La stupeur ne résulte pas du caractère dramatique des faits, mais de l’impossibilité de déchiffrer le réel Elle provient de la rencontre du spectateur avec une exhibition qui s’impose à lui et qui échappe à toute représentation. Le sujet succombe à ce que Lacan a appelé un surcroît de jouissance, à la manifestation d’une volonté de toute puissance. Il s’agit de ce qu’il a nommé, en opposition avec la « sidération et lumière » du mot d’esprit, la « sidération et ténèbres. » [14] Dans cette dernière, il ne s’agit plus seulement de l’apparition d’un non sens dans la dimension signifiante, mais de l’émergence « d’une présence massive de jouissance dans l’Autre ». Ce n’est plus un simple étonnement résultant d’une sidération éphémère. L’interruption de la parole produit la perpétuation du silence. [15] Cette violence, qui confisque l’accès au symbolique, abolit le sujet de la parole en le plongeant dans la stupeur. Celui-ci est alors incapable d’accéder au processus de dé-sidération propre au désir. Ce processus est le contraire de la « sidération et lumières » dans laquelle le signifiant sidérant est une des manifestations du signifiant du Nom-du-Père.
Un sentiment d’effroi
Les violences collectives, dont l’agent n’est pas nommé, plongent le sujet dans un sentiment d’effroi qui se manifeste par ce qui le laisse sans voix. Elles renvoient au traumatisme originaire et au complexe d’intrusion. L’évènement traumatique comporte une jouissance muette, sidérante. Il ravive ce sentiment originel de l’abandon primordial qui touche à la dépendance première de l’enfant vis à vis de cette ’mère inassouvie’ dont parle Lacan. Cette dépendance « par le vu et l’entendu » correspond au temps où l’enfant absorbe autant qu’il est absorbé. [16]

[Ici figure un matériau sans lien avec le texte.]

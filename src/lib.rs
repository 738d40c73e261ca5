//! sshbridge - socketless SSH session core
//!
//! Drives a full SSH session — handshake, authentication, exec/shell
//! channels, display forwarding, SFTP — without owning a network socket.
//! The host pushes inbound bytes into the session and registers a delivery
//! callback for outbound bytes; the SSH wire protocol itself lives in an
//! external engine behind the [`engine`] traits.
//!
//! # Features
//! - Push/deliver transport bridge with non-blocking socket semantics
//! - Push-driven handshake and authentication state machine
//! - Channel handles: exec, shell, PTY, env, stdio, display forwarding
//! - SFTP file/dir handles: read, write, readdir, seek/tell, stat family
//! - Single-threaded, call-driven; `WouldBlock` is a value, never a wait
//!
//! # Usage
//!
//! ```ignore
//! let mut session = SessionController::new(config, engine);
//! session.register_delivery(Box::new(|bytes| ws.send(bytes)));
//! session.push(&inbound); // repeat until session.state() == Ready
//! session.login("alice", &Credential::password("..."))?;
//! let mut channel = session.channel();
//! channel.exec("uname -a")?;
//! ```

mod channel;
mod config;
pub mod engine;
mod error;
mod session;
mod sftp;
mod transport;

pub use channel::{ChannelHandle, ForwardedEndpoint, READ_BUF_LEN};
pub use config::{ConnectConfig, Credential};
pub use engine::{AuthOutcome, Engine, EngineError, HandshakeSummary, SharedTransport};
pub use error::{Error, Result};
pub use session::{SessionController, SessionState};
pub use sftp::{DirEntry, FileAttributes, FsStats, SftpHandle};
pub use transport::{DeliveryFn, TransportBridge};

Si le silence se perpétue, c’est que le sujet est saisi par l’inouï, par l’altérité de la signifiance. Cet appel de l’Autre devient jouissance de l’Autre. Le sujet sidéré, incapable de distance, se satisfait de l’identification avec celle-ci.
L’interdiction surmoïque de formuler des questions, c’est à dire l’injonction de jouir de ce qui est exhibé, annule toute possibilité de séparation du sujet avec l’image. Ravi par la toute puissance de l’Autre, il consent à disparaître dans sa propre satisfaction pulsionnelle. Il jouit non de l’objet, mais de l’identification absolue entre le regard et l’objet. Ce qu’il voit et la manière dont il voit ne font plus qu’un. [17] Ainsi, les images vides de télé-réalité ne peuvent que témoigner de la culpabilité de l’accusé et de son appartenance à Al-Qaida. Dans l’affaire Merah il ne s’agit pas, comme dans « la sidération et lumières », d’une interruption dans la chaîne signifiante, mais bien d’une destruction de celle-ci. L’Autre du langage est anéanti au profit de l’Autre jouisseur.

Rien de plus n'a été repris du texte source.